***** Provided data

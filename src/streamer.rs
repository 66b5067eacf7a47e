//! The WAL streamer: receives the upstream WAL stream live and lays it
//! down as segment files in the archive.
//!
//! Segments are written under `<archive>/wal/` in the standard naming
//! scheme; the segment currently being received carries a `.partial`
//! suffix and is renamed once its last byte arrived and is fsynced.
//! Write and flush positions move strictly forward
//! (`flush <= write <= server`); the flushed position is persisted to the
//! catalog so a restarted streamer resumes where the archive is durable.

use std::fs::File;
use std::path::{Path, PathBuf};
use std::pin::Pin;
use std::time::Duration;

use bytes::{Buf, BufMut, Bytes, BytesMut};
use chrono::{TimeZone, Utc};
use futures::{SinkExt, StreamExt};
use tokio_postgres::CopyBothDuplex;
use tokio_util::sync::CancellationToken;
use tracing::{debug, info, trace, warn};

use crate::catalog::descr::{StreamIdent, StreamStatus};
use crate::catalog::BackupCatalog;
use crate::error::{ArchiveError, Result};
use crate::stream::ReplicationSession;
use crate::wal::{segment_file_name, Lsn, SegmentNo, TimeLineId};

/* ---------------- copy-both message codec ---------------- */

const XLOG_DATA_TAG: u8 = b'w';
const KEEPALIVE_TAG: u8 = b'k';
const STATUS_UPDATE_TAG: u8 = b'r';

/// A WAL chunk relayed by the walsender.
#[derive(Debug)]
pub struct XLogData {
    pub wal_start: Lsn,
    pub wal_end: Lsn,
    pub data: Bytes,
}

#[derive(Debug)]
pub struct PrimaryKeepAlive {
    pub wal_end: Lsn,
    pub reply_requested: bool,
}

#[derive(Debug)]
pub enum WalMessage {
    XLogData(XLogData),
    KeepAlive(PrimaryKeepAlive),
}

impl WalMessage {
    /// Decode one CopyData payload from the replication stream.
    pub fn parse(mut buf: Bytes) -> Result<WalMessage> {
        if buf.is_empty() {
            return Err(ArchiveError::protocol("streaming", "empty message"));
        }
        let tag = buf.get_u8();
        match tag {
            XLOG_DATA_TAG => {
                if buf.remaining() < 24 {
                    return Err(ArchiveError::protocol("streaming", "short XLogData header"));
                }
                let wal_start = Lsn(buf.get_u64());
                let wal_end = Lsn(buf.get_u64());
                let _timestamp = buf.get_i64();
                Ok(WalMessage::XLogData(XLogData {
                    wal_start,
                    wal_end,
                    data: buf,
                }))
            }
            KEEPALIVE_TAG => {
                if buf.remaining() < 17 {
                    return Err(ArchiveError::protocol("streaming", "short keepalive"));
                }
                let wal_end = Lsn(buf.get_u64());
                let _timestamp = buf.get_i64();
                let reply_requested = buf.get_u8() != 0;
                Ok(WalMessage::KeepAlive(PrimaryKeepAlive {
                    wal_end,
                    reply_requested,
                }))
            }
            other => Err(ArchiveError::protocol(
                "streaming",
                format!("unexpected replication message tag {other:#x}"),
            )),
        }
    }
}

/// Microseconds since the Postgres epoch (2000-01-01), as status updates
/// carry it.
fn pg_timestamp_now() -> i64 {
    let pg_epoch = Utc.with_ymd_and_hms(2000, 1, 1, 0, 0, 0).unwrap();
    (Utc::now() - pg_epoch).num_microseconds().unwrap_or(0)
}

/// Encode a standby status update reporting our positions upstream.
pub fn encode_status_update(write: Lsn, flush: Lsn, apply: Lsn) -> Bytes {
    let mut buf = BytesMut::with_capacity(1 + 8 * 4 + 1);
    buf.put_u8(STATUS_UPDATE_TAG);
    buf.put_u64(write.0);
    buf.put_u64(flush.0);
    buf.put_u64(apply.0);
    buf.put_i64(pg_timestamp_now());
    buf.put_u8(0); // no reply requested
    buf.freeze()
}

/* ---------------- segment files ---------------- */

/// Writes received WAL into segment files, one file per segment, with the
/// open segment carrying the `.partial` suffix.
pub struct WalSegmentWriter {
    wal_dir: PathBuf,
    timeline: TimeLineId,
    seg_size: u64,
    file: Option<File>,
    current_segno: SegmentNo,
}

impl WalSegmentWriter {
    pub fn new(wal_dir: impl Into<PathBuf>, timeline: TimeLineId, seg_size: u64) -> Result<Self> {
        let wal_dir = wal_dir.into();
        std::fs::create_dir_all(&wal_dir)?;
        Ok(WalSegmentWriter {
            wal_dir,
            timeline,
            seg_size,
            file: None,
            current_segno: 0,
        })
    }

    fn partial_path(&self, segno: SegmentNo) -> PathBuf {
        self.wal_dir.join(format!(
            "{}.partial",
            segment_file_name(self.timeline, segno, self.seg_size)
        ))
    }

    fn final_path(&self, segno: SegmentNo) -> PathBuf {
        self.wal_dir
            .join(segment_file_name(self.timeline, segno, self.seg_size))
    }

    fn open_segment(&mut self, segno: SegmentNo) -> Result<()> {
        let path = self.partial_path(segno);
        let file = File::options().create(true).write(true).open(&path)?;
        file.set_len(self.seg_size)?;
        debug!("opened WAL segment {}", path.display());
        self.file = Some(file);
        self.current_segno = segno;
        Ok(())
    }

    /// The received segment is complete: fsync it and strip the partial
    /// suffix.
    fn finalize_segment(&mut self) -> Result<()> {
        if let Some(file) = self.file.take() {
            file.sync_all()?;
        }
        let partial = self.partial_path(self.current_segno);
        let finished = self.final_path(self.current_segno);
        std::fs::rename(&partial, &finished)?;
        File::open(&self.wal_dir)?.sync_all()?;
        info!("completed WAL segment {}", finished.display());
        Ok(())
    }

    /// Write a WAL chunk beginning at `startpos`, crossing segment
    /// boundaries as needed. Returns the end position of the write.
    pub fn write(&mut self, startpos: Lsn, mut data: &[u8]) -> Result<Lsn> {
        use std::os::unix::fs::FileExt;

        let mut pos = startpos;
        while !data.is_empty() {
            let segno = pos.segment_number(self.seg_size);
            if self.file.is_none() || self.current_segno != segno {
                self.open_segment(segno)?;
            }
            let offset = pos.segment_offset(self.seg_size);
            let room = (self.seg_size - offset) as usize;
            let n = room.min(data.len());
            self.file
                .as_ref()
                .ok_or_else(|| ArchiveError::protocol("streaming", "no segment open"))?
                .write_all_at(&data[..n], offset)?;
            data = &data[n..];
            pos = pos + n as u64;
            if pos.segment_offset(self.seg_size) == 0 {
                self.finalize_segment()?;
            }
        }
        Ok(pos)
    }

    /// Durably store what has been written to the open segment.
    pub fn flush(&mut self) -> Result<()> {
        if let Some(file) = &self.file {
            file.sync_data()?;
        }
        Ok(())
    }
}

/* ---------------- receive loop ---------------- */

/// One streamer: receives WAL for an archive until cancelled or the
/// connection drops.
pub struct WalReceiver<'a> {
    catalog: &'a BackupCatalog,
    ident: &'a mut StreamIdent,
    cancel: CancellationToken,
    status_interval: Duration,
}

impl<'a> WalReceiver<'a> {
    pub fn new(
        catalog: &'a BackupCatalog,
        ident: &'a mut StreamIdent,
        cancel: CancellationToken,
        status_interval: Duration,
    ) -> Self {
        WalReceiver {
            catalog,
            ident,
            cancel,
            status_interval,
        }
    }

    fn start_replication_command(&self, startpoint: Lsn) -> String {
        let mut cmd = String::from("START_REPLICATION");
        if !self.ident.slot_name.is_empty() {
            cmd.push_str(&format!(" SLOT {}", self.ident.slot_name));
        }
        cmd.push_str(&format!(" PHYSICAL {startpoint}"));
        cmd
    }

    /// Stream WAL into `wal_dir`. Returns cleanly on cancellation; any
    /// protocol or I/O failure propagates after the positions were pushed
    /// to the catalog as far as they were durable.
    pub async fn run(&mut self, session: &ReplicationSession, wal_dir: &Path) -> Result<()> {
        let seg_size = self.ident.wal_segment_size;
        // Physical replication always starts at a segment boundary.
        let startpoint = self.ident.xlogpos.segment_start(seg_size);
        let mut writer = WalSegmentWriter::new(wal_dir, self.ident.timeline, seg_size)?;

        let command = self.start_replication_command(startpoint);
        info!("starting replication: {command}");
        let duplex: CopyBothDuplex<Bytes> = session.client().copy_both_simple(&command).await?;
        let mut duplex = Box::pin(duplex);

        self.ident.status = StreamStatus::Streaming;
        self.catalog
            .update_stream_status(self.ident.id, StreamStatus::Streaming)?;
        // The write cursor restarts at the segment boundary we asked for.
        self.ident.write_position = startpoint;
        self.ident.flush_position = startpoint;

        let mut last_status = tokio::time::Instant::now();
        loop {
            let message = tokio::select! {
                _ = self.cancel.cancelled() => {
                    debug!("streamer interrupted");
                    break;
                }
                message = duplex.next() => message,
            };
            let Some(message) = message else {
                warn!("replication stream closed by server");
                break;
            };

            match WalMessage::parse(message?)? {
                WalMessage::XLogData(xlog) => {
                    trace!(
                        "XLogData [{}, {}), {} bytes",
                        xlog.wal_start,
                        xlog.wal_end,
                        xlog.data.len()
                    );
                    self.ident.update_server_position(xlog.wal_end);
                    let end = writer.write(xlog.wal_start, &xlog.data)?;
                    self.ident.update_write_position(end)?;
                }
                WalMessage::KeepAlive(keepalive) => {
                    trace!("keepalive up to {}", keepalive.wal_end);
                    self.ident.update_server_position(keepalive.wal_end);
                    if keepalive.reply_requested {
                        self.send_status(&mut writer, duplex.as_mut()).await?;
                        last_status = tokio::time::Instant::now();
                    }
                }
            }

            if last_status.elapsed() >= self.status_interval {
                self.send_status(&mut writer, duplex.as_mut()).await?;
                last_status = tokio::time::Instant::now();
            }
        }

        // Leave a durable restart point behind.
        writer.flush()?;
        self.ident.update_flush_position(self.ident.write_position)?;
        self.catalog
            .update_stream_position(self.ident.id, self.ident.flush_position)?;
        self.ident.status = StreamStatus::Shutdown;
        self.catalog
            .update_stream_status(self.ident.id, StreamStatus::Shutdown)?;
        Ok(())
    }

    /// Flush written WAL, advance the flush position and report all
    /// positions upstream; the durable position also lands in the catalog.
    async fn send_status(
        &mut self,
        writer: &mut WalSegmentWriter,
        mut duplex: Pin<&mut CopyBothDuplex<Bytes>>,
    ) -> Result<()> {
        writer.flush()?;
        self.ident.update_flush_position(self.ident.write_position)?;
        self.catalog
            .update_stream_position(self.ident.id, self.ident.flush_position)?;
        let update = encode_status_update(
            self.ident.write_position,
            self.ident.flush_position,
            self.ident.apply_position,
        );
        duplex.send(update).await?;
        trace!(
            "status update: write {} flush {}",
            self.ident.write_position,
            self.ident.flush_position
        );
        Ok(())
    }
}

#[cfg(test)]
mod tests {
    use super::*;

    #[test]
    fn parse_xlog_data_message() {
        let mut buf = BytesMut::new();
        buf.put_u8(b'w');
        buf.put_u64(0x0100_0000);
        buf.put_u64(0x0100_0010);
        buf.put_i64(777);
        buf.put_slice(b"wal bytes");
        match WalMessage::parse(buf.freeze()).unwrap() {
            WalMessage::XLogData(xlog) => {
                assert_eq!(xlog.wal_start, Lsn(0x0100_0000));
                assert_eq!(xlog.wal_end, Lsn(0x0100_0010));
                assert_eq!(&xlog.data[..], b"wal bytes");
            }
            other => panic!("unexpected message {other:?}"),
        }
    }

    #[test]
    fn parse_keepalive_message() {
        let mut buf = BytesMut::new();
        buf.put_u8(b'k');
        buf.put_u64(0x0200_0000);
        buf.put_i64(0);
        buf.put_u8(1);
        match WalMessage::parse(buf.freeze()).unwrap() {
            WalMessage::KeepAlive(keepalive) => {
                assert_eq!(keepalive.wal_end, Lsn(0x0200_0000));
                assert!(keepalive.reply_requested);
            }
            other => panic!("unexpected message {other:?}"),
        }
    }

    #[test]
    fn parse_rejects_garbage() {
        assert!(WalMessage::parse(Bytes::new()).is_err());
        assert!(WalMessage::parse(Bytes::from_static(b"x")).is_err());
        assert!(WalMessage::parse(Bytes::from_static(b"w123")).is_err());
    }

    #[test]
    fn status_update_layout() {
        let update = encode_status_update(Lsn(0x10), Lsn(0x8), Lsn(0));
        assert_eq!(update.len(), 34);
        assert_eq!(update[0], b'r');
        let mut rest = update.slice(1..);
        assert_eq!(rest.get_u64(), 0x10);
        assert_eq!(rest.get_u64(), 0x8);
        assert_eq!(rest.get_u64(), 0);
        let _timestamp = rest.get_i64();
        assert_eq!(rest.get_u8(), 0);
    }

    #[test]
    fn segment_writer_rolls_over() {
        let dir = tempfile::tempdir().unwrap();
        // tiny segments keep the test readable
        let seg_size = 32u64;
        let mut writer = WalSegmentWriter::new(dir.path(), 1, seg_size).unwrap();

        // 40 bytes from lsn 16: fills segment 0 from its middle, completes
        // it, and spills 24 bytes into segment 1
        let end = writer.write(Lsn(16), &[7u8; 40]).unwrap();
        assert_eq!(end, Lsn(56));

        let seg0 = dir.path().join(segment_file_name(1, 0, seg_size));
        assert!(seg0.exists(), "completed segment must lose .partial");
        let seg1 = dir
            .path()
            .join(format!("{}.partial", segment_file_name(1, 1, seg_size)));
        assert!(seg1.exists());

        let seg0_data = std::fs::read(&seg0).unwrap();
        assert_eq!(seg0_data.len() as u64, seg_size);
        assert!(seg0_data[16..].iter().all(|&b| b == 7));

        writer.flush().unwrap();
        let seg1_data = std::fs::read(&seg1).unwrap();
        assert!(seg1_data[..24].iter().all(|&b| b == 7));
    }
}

**********

§ **Task to carry out**
Throughout the material above, find every line holding "StreamStatus" and copy it.

§ **Problem solution**
use crate::catalog::descr::{StreamIdent, StreamStatus};
        self.ident.status = StreamStatus::Streaming;
            .update_stream_status(self.ident.id, StreamStatus::Streaming)?;
        self.ident.status = StreamStatus::Shutdown;
            .update_stream_status(self.ident.id, StreamStatus::Shutdown)?;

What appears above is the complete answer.